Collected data
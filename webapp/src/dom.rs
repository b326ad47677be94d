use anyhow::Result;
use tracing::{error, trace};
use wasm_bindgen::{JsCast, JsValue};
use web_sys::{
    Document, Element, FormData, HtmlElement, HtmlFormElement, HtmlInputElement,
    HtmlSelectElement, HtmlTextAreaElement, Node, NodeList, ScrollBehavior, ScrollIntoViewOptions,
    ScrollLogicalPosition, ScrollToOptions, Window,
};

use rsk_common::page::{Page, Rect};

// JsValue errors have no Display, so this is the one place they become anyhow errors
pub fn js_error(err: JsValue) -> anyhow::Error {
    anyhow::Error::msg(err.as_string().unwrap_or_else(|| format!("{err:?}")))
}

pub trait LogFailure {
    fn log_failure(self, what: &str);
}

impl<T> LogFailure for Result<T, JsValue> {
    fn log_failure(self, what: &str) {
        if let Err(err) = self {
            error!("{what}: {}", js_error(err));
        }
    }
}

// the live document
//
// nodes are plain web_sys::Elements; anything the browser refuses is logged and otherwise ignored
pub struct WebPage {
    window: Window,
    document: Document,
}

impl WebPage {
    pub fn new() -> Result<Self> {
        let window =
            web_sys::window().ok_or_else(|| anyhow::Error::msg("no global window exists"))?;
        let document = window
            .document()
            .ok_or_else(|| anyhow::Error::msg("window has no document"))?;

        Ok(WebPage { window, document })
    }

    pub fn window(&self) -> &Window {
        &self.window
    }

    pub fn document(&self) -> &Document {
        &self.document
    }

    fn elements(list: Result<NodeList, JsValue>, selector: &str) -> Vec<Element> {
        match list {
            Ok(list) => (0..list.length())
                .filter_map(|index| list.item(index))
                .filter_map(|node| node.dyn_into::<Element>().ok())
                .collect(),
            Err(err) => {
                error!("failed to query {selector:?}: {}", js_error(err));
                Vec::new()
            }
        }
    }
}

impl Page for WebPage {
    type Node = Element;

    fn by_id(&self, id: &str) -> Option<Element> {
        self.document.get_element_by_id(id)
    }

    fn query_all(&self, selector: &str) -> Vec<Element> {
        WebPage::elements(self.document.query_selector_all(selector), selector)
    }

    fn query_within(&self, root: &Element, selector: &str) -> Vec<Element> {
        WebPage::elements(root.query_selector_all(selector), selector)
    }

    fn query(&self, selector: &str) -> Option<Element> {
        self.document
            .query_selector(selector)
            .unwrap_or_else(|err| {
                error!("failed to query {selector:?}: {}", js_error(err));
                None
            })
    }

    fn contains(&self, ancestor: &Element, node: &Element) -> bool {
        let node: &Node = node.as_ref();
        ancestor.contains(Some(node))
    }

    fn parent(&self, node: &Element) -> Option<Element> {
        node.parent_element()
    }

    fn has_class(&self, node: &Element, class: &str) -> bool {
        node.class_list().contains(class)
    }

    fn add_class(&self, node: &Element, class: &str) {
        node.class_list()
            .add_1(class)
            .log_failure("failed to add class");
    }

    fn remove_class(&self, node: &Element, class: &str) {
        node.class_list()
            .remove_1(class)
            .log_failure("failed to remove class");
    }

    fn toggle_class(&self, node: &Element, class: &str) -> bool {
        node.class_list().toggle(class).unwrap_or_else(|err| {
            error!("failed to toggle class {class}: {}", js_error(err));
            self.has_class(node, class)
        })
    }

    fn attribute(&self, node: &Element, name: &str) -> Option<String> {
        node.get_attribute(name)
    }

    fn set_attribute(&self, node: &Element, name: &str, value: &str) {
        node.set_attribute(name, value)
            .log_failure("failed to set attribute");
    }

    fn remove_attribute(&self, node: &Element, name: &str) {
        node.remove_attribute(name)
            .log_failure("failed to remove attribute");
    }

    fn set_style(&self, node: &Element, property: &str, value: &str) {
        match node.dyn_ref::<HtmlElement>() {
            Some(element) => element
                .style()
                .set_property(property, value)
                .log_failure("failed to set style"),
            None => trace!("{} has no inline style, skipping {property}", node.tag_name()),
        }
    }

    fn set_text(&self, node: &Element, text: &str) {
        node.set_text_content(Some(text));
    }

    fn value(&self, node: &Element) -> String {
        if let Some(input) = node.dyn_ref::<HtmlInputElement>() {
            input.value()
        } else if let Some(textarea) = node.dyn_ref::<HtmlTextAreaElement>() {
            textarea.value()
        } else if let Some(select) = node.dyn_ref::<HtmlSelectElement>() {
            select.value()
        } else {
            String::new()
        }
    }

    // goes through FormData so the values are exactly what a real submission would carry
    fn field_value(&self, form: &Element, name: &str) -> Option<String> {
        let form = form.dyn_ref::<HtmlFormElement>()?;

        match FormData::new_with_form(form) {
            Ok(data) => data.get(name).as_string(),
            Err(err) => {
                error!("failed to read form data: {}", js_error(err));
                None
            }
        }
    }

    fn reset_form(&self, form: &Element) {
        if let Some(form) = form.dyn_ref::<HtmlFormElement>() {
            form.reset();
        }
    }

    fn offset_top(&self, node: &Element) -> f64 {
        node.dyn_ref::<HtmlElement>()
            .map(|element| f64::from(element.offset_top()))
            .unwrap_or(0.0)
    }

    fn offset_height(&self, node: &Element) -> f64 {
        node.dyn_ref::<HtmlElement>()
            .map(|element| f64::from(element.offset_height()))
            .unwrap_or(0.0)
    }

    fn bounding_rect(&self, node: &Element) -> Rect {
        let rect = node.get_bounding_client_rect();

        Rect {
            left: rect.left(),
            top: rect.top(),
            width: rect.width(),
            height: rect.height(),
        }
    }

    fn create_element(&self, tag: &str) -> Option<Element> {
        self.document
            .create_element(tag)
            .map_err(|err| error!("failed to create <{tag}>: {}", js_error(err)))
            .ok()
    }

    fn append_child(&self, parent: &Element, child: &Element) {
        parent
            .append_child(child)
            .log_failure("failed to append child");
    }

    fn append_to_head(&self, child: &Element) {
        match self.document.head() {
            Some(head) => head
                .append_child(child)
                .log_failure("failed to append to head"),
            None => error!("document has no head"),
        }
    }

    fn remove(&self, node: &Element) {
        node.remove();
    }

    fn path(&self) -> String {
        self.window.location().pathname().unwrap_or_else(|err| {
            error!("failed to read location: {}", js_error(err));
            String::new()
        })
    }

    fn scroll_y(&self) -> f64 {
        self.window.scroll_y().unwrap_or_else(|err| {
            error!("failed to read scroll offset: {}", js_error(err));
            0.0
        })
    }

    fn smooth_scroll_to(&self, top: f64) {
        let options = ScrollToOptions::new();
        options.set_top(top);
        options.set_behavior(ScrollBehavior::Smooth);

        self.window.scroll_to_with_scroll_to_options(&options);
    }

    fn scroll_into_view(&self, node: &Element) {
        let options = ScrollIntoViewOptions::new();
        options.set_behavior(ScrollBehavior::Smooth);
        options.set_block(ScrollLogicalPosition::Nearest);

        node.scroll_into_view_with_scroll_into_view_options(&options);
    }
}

EXERCISE
Would you print exactly, and only, the lines of the data above from the line with "fn append_child(&self, parent: &Element, child: &Element)" through the line with "fn path(&self) ->", inclusive?

THE COMPLETED TASK
    fn append_child(&self, parent: &Element, child: &Element) {
        parent
            .append_child(child)
            .log_failure("failed to append child");
    }

    fn append_to_head(&self, child: &Element) {
        match self.document.head() {
            Some(head) => head
                .append_child(child)
                .log_failure("failed to append to head"),
            None => error!("document has no head"),
        }
    }

    fn remove(&self, node: &Element) {
        node.remove();
    }

    fn path(&self) -> String {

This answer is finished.